Abstract

A cloned cell line of thymic origin has been characterized as epithelial in nature. A description of the procedures for derivation and cloning of the cell line includes use of epidermal growth factor. The thymic epithelial (TEPI) cell line is Ia antigen positive, forms desmosomes, and produces an extracellular fibronectin matrix. The supernatant from confluent monolayers of TEPI was tested for its ability to promote thymocyte functional activity. TEPI supernatant (TEPI SN) was demonstrated to greatly enhance the response of peanut agglutinin-positive thymocytes to alloantigen, as measured by cell-mediated lympholysis.

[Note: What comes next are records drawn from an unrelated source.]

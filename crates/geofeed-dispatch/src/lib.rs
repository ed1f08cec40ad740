//! Per-entity signal dispatch for the feed entity manager
//!
//! The reconciliation engine tells one specific entity proxy to refresh or
//! remove itself through this dispatcher. Signals are keyed by a typed
//! (kind, external_id) pair rather than formatted signal-name strings, so a
//! typo cannot silently dispatch into the void, and delivery is an O(1)
//! map lookup instead of a broadcast scan.

use dashmap::DashMap;
use geofeed_core::ExternalId;
use tokio::sync::broadcast;
use tracing::trace;

/// Default per-signal channel capacity
const DEFAULT_CHANNEL_CAPACITY: usize = 16;

/// The kind of per-entity signal
#[derive(Debug, Clone, Copy, PartialEq, Eq, Hash)]
pub enum SignalKind {
    /// The record behind the entity changed; re-read the snapshot
    Updated,
    /// The record disappeared; the entity must remove itself
    Deleted,
}

/// Typed per-entity pub/sub
///
/// One broadcast channel per (kind, external_id) pair. Sending to a key
/// nobody is connected to is a no-op, which is what makes re-delivered
/// deletion signals harmless after a proxy has disconnected.
pub struct SignalDispatcher {
    channels: DashMap<(SignalKind, ExternalId), broadcast::Sender<()>>,
    capacity: usize,
}

impl SignalDispatcher {
    pub fn new() -> Self {
        Self::with_capacity(DEFAULT_CHANNEL_CAPACITY)
    }

    pub fn with_capacity(capacity: usize) -> Self {
        Self {
            channels: DashMap::new(),
            capacity,
        }
    }

    /// Subscribe to a signal for one external id
    pub fn connect(&self, kind: SignalKind, id: &ExternalId) -> broadcast::Receiver<()> {
        trace!(?kind, external_id = %id, "Connecting signal");
        self.channels
            .entry((kind, id.clone()))
            .or_insert_with(|| {
                let (tx, _) = broadcast::channel(self.capacity);
                tx
            })
            .subscribe()
    }

    /// Send a signal to one external id
    ///
    /// Returns the number of receivers the signal reached; zero when the
    /// id has no connected subscriber (already disconnected or never
    /// created), which callers treat as a no-op rather than an error.
    pub fn send(&self, kind: SignalKind, id: &ExternalId) -> usize {
        match self.channels.get(&(kind, id.clone())) {
            Some(sender) => sender.send(()).unwrap_or(0),
            None => {
                trace!(?kind, external_id = %id, "Signal has no subscribers, dropped");
                0
            }
        }
    }

    /// Tear down the channel for one (kind, id) pair
    ///
    /// After this, `send` for the pair is guaranteed to reach nobody. Called
    /// by a proxy before it requests its own removal from the host.
    pub fn disconnect(&self, kind: SignalKind, id: &ExternalId) {
        trace!(?kind, external_id = %id, "Disconnecting signal");
        self.channels.remove(&(kind, id.clone()));
    }

    /// Number of live channels, across both signal kinds
    pub fn channel_count(&self) -> usize {
        self.channels.len()
    }
}

impl Default for SignalDispatcher {
    fn default() -> Self {
        Self::new()
    }
}

#[cfg(test)]
mod tests {
    use super::*;

    #[tokio::test]
    async fn test_connect_and_send() {
        let dispatcher = SignalDispatcher::new();
        let id = ExternalId::new("a");
        let mut rx = dispatcher.connect(SignalKind::Updated, &id);

        assert_eq!(dispatcher.send(SignalKind::Updated, &id), 1);
        rx.recv().await.unwrap();
    }

    #[tokio::test]
    async fn test_send_without_subscriber_is_noop() {
        let dispatcher = SignalDispatcher::new();
        assert_eq!(dispatcher.send(SignalKind::Deleted, &ExternalId::new("ghost")), 0);
    }

    #[tokio::test]
    async fn test_signals_are_scoped_per_id() {
        let dispatcher = SignalDispatcher::new();
        let a = ExternalId::new("a");
        let b = ExternalId::new("b");
        let mut rx_a = dispatcher.connect(SignalKind::Updated, &a);
        let mut rx_b = dispatcher.connect(SignalKind::Updated, &b);

        dispatcher.send(SignalKind::Updated, &a);

        rx_a.recv().await.unwrap();
        assert!(rx_b.try_recv().is_err());
    }

    #[tokio::test]
    async fn test_kinds_are_independent() {
        let dispatcher = SignalDispatcher::new();
        let id = ExternalId::new("a");
        let mut updated = dispatcher.connect(SignalKind::Updated, &id);
        let mut deleted = dispatcher.connect(SignalKind::Deleted, &id);

        dispatcher.send(SignalKind::Deleted, &id);

        deleted.recv().await.unwrap();
        assert!(updated.try_recv().is_err());
    }

    #[tokio::test]
    async fn test_send_after_disconnect_reaches_nobody() {
        let dispatcher = SignalDispatcher::new();
        let id = ExternalId::new("a");
        let _rx = dispatcher.connect(SignalKind::Deleted, &id);

        dispatcher.disconnect(SignalKind::Deleted, &id);

        assert_eq!(dispatcher.send(SignalKind::Deleted, &id), 0);
        assert_eq!(dispatcher.channel_count(), 0);
    }
}
//! Host framework boundary
//!
//! The feed entity manager does not own entity registration or state
//! serialization; it calls into the host framework through this trait and
//! nothing else.

use std::collections::HashMap;

use geofeed_core::EntityId;
use serde_json::Value;
use thiserror::Error;

/// Errors the host framework can surface at the boundary
#[derive(Debug, Clone, Error)]
pub enum HostError {
    /// An entity with this id is already registered. Inside a feed manager
    /// this indicates a reconciliation invariant violation and is treated
    /// as a programming error, not a recoverable condition.
    #[error("entity {0} is already registered")]
    DuplicateEntity(EntityId),

    #[error("host rejected entity {entity_id}: {reason}")]
    Rejected { entity_id: EntityId, reason: String },
}

/// Everything the host needs to materialize a new entity
#[derive(Debug, Clone, PartialEq)]
pub struct EntityDescription {
    pub entity_id: EntityId,
    pub state: String,
    pub attributes: HashMap<String, Value>,
}

/// The slice of the host entity framework the feed manager depends on
pub trait EntityHost: Send + Sync {
    /// Materialize a new entity
    fn register(&self, entity: EntityDescription) -> Result<(), HostError>;

    /// Push a state refresh for an already registered entity
    fn push_state(&self, entity_id: &EntityId, state: String, attributes: HashMap<String, Value>);

    /// Ask the host to destroy an entity
    ///
    /// With `force` the removal must succeed even if the host already
    /// considers the entity to be in a removing state.
    fn request_remove(&self, entity_id: &EntityId, force: bool);
}
//! Geographic primitives for feed records

use serde::{Deserialize, Serialize};

/// A latitude/longitude pair in decimal degrees
#[derive(Debug, Clone, Copy, PartialEq, Serialize, Deserialize)]
pub struct LatLon {
    pub lat: f64,
    pub lon: f64,
}

impl LatLon {
    pub fn new(lat: f64, lon: f64) -> Self {
        Self { lat, lon }
    }
}

/// The geometry attached to an external record
///
/// Most feeds report a single point; fire-perimeter style feeds report a
/// polygon as an ordered list of vertices.
#[derive(Debug, Clone, PartialEq, Serialize, Deserialize)]
#[serde(tag = "type", content = "coordinates", rename_all = "snake_case")]
pub enum Geometry {
    Point(LatLon),
    Polygon(Vec<LatLon>),
}

impl Geometry {
    /// A representative coordinate for the geometry
    ///
    /// For a polygon this is the centroid of its vertices, which is what
    /// gets reported as the entity's latitude/longitude.
    pub fn representative_point(&self) -> Option<LatLon> {
        match self {
            Geometry::Point(p) => Some(*p),
            Geometry::Polygon(vertices) => {
                if vertices.is_empty() {
                    return None;
                }
                let n = vertices.len() as f64;
                let lat = vertices.iter().map(|v| v.lat).sum::<f64>() / n;
                let lon = vertices.iter().map(|v| v.lon).sum::<f64>() / n;
                Some(LatLon::new(lat, lon))
            }
        }
    }
}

Furthermore, preincubation of peanut agglutinin-positive thymocytes with TEPI SN prior to allostimulation resulted in marked enhancement, thus distinguishing it from interleukin 2. Finally, TEPI SN was demonstrated to induce interleukin 2 production by peanut agglutinin-positive thymocytes in the presence of concanavalin A. This activity was demonstrated not to be due to interleukin 1, which is absent in TEPI SN. Preliminary biochemical analysis indicates that the biological activity is associated with a Mr 50,000 entity. The data suggest that TEPI produces a soluble factor capable of inducing function of an immature thymocyte subpopulation into an IL 2 producer.